1. We had recently upgraded to Ariba 91 (Buyer and Sourcing) SP20.
2. In our setup, we have 4 physical WINTEL (windows 2008 R2) application servers running Weblogic 10MP1 . We have 8 Buyer Nodes and 2 Sourcing Nodes . There are 2 catalogSearch cum UI nodes
3. For past few weeks we have been encountering this behaviour:
a. Whenever we try to upload and activate catalogs , one of the catalogsearch nodes will eventually become unresponsive ie they cannot be shutdown from weblogic console or command prompt. Any UI node on the same server as the catalogsearch node also becomes unresponsive. We are also unable to kill the java.exe process(s) running. Only recourse is to re-boot the physical server.

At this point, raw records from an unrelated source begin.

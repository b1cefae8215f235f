//! Tunables for the suggestion subsystem

use serde::{Deserialize, Serialize};
use std::time::Duration;

/// Timing configuration shared by the caches and the fetch coordinator.
///
/// Durations deserialize from milliseconds so a host can embed this in
/// its own settings file.
#[derive(Debug, Clone, PartialEq, Eq, Serialize, Deserialize)]
#[serde(default)]
pub struct SuggestConfig {
    /// Quiet period before an edited URL is considered settled
    #[serde(with = "millis")]
    pub debounce: Duration,
    /// Age after which the cached tag-count map is refreshed
    #[serde(with = "millis")]
    pub tag_cache_ttl: Duration,
    /// Age after which a recent-tag entry expires
    #[serde(with = "millis")]
    pub recent_ttl: Duration,
}

impl Default for SuggestConfig {
    fn default() -> Self {
        Self {
            debounce: Duration::from_millis(500),
            tag_cache_ttl: Duration::from_secs(10),
            recent_ttl: Duration::from_secs(30 * 60),
        }
    }
}

impl SuggestConfig {
    pub fn new() -> Self {
        Self::default()
    }

    pub fn with_debounce(mut self, debounce: Duration) -> Self {
        self.debounce = debounce;
        self
    }

    pub fn with_tag_cache_ttl(mut self, ttl: Duration) -> Self {
        self.tag_cache_ttl = ttl;
        self
    }

    pub fn with_recent_ttl(mut self, ttl: Duration) -> Self {
        self.recent_ttl = ttl;
        self
    }
}

mod millis {
    use serde::{Deserialize, Deserializer, Serializer};
    use std::time::Duration;

    pub fn serialize<S: Serializer>(d: &Duration, s: S) -> Result<S::Ok, S::Error> {
        s.serialize_u64(d.as_millis() as u64)
    }

    pub fn deserialize<'de, D: Deserializer<'de>>(d: D) -> Result<Duration, D::Error> {
        u64::deserialize(d).map(Duration::from_millis)
    }
}
//! Suggestion aggregation
//!
//! Merges the recent, service-ranked and LLM groups into one display
//! list. Priority is fixed: recent, then service, then LLM.

use super::{SuggestionItem, TagCountsMap};
use std::collections::HashSet;

/// Merge the three suggestion groups, excluding `selected` tags.
///
/// Exclusion and cross-group dedup are case-insensitive; the first
/// spelling emitted wins. A separator joins successive non-empty groups.
/// Separators already inside `service` survive only where they still
/// divide two tags.
pub fn aggregate<R, L, S>(
    recent: &[R],
    service: &[SuggestionItem],
    llm: &[L],
    selected: &[S],
) -> Vec<SuggestionItem>
where
    R: AsRef<str>,
    L: AsRef<str>,
    S: AsRef<str>,
{
    let mut seen: HashSet<String> = selected.iter().map(|t| t.as_ref().to_lowercase()).collect();

    let groups: [Vec<SuggestionItem>; 3] = [
        recent.iter().map(|t| SuggestionItem::Tag(t.as_ref().to_string())).collect(),
        service.to_vec(),
        llm.iter().map(|t| SuggestionItem::Tag(t.as_ref().to_string())).collect(),
    ];

    let mut merged = Vec::new();
    for group in groups {
        let kept: Vec<SuggestionItem> = group
            .into_iter()
            .filter(|item| match item {
                SuggestionItem::Tag(t) => seen.insert(t.to_lowercase()),
                SuggestionItem::Separator => true,
            })
            .collect();
        let kept = collapse_separators(kept);
        if kept.is_empty() {
            continue;
        }
        if !merged.is_empty() {
            merged.push(SuggestionItem::Separator);
        }
        merged.extend(kept);
    }
    merged
}

/// Drop leading, trailing and repeated separators.
fn collapse_separators(items: Vec<SuggestionItem>) -> Vec<SuggestionItem> {
    let mut out: Vec<SuggestionItem> = Vec::with_capacity(items.len());
    for item in items {
        if item.is_separator() && out.last().map_or(true, SuggestionItem::is_separator) {
            continue;
        }
        out.push(item);
    }
    if out.last().is_some_and(SuggestionItem::is_separator) {
        out.pop();
    }
    out
}

/// Choose the recent group to show.
///
/// With an LLM credential and a completed relevance pass, the filtered
/// list replaces the raw one.
pub fn select_recent<'a>(
    raw: &'a [String],
    relevant: Option<&'a [String]>,
    has_llm_credential: bool,
) -> &'a [String] {
    match relevant {
        Some(filtered) if has_llm_credential => filtered,
        _ => raw,
    }
}

/// Menu label for a tag, weighted by the user's count when known.
pub fn menu_label(tag: &str, counts: &TagCountsMap) -> String {
    let count = counts.get(tag).copied().or_else(|| {
        counts
            .iter()
            .find(|(k, _)| k.eq_ignore_ascii_case(tag))
            .map(|(_, v)| *v)
    });
    match count {
        Some(n) => format!("{} ({})", tag, n),
        None => tag.to_string(),
    }
}
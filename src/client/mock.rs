//! Mock collaborators for testing: preconfigured responses and delays.
//!
//! Delays use `tokio::time::sleep`, so tests running on a paused clock
//! can force any completion order between concurrent fetches.

use super::bookmarks::{ApiError, BookmarkApi, NewPost, PinboardSuggestions, Post};
use super::llm::{LlmApi, LlmError, LlmRequest};
use crate::tags::TagCountsMap;
use async_trait::async_trait;
use std::collections::HashMap;
use std::sync::atomic::{AtomicUsize, Ordering};
use std::sync::Mutex;
use std::time::Duration;

/// Mock bookmarking API keyed by URL.
pub struct MockBookmarkApi {
    posts: HashMap<String, Result<Option<Post>, ApiError>>,
    suggestions: HashMap<String, Result<PinboardSuggestions, ApiError>>,
    delays: HashMap<String, Duration>,
    tags: Mutex<Result<TagCountsMap, ApiError>>,
    add_result: Option<ApiError>,
    added: Mutex<Vec<NewPost>>,
    post_calls: AtomicUsize,
    suggest_calls: AtomicUsize,
    tag_calls: AtomicUsize,
}

impl Default for MockBookmarkApi {
    fn default() -> Self {
        Self::new()
    }
}

impl MockBookmarkApi {
    pub fn new() -> Self {
        Self {
            posts: HashMap::new(),
            suggestions: HashMap::new(),
            delays: HashMap::new(),
            tags: Mutex::new(Ok(TagCountsMap::new())),
            add_result: None,
            added: Mutex::new(Vec::new()),
            post_calls: AtomicUsize::new(0),
            suggest_calls: AtomicUsize::new(0),
            tag_calls: AtomicUsize::new(0),
        }
    }

    pub fn with_post(mut self, url: impl Into<String>, post: Option<Post>) -> Self {
        self.posts.insert(url.into(), Ok(post));
        self
    }

    pub fn with_post_failure(mut self, url: impl Into<String>, error: ApiError) -> Self {
        self.posts.insert(url.into(), Err(error));
        self
    }

    pub fn with_suggestions(mut self, url: impl Into<String>, s: PinboardSuggestions) -> Self {
        self.suggestions.insert(url.into(), Ok(s));
        self
    }

    pub fn with_suggest_failure(mut self, url: impl Into<String>, error: ApiError) -> Self {
        self.suggestions.insert(url.into(), Err(error));
        self
    }

    /// Delay every lookup for `url` by `delay`.
    pub fn with_delay(mut self, url: impl Into<String>, delay: Duration) -> Self {
        self.delays.insert(url.into(), delay);
        self
    }

    pub fn with_tags(self, tags: TagCountsMap) -> Self {
        self.set_tags(Ok(tags));
        self
    }

    pub fn with_add_failure(mut self, error: ApiError) -> Self {
        self.add_result = Some(error);
        self
    }

    /// Replace the `all_tags` response for subsequent calls.
    pub fn set_tags(&self, tags: Result<TagCountsMap, ApiError>) {
        if let Ok(mut slot) = self.tags.lock() {
            *slot = tags;
        }
    }

    pub fn post_calls(&self) -> usize {
        self.post_calls.load(Ordering::SeqCst)
    }

    pub fn suggest_calls(&self) -> usize {
        self.suggest_calls.load(Ordering::SeqCst)
    }

    pub fn tag_calls(&self) -> usize {
        self.tag_calls.load(Ordering::SeqCst)
    }

    pub fn added(&self) -> Vec<NewPost> {
        self.added.lock().map(|a| a.clone()).unwrap_or_default()
    }

    async fn delay_for(&self, url: &str) {
        if let Some(delay) = self.delays.get(url) {
            tokio::time::sleep(*delay).await;
        }
    }
}

#[async_trait]
impl BookmarkApi for MockBookmarkApi {
    async fn get_post(&self, url: &str) -> Result<Option<Post>, ApiError> {
        self.post_calls.fetch_add(1, Ordering::SeqCst);
        self.delay_for(url).await;
        self.posts.get(url).cloned().unwrap_or(Ok(None))
    }

    async fn suggest(&self, url: &str) -> Result<PinboardSuggestions, ApiError> {
        self.suggest_calls.fetch_add(1, Ordering::SeqCst);
        self.delay_for(url).await;
        self.suggestions
            .get(url)
            .cloned()
            .unwrap_or_else(|| Ok(PinboardSuggestions::default()))
    }

    async fn all_tags(&self) -> Result<TagCountsMap, ApiError> {
        self.tag_calls.fetch_add(1, Ordering::SeqCst);
        self.tags
            .lock()
            .map_err(|_| ApiError::Transport("mock poisoned".into()))?
            .clone()
    }

    async fn add_post(&self, post: &NewPost) -> Result<(), ApiError> {
        if let Some(error) = &self.add_result {
            return Err(error.clone());
        }
        if let Ok(mut added) = self.added.lock() {
            added.push(post.clone());
        }
        Ok(())
    }
}

/// Mock LLM provider returning a fixed reply.
pub struct MockLlm {
    reply: Result<String, LlmError>,
    relevant: Option<Result<Vec<String>, LlmError>>,
    verify: Result<(), LlmError>,
    delay: Option<Duration>,
    requests: Mutex<Vec<LlmRequest>>,
    filter_calls: AtomicUsize,
}

impl MockLlm {
    pub fn replying(reply: impl Into<String>) -> Self {
        Self {
            reply: Ok(reply.into()),
            relevant: None,
            verify: Ok(()),
            delay: None,
            requests: Mutex::new(Vec::new()),
            filter_calls: AtomicUsize::new(0),
        }
    }

    pub fn failing(error: LlmError) -> Self {
        Self {
            reply: Err(error.clone()),
            verify: Err(error),
            ..Self::replying("")
        }
    }

    /// Configure the relevance pass. Without this, candidates pass through.
    pub fn with_relevant(mut self, relevant: Result<Vec<String>, LlmError>) -> Self {
        self.relevant = Some(relevant);
        self
    }

    pub fn with_delay(mut self, delay: Duration) -> Self {
        self.delay = Some(delay);
        self
    }

    /// Every suggestion request received, in order.
    pub fn requests(&self) -> Vec<LlmRequest> {
        self.requests.lock().map(|r| r.clone()).unwrap_or_default()
    }

    pub fn suggest_calls(&self) -> usize {
        self.requests().len()
    }

    pub fn filter_calls(&self) -> usize {
        self.filter_calls.load(Ordering::SeqCst)
    }
}

#[async_trait]
impl LlmApi for MockLlm {
    async fn suggest_tags(&self, request: &LlmRequest, _token: &str) -> Result<String, LlmError> {
        if let Ok(mut requests) = self.requests.lock() {
            requests.push(request.clone());
        }
        if let Some(delay) = self.delay {
            tokio::time::sleep(delay).await;
        }
        self.reply.clone()
    }

    async fn filter_relevant(
        &self,
        _request: &LlmRequest,
        candidates: &[String],
        _token: &str,
    ) -> Result<Vec<String>, LlmError> {
        self.filter_calls.fetch_add(1, Ordering::SeqCst);
        match &self.relevant {
            Some(relevant) => relevant.clone(),
            None => Ok(candidates.to_vec()),
        }
    }

    async fn verify(&self, _token: &str) -> Result<(), LlmError> {
        self.verify.clone()
    }
}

b. After the reboot the catalogs will be shown as ACTIVATED (but before that this status is ACTIVATING). And if we try to upload/activate catalogs after the re-boot they usually work and until some days later , we hit the same issue.
c. We had turned on debugging (perflog.trace, perflog.exception, cataloglow) and looked at database lock activity - all come out nought
d. The strange thing is that before we went live on 1 Apr 13, we were able to load and activate a few hundred catalog files through batch load and we did not encounter any node failure.
4. Has anyone encountered this before or have any thoughts as to what may have gone wrong.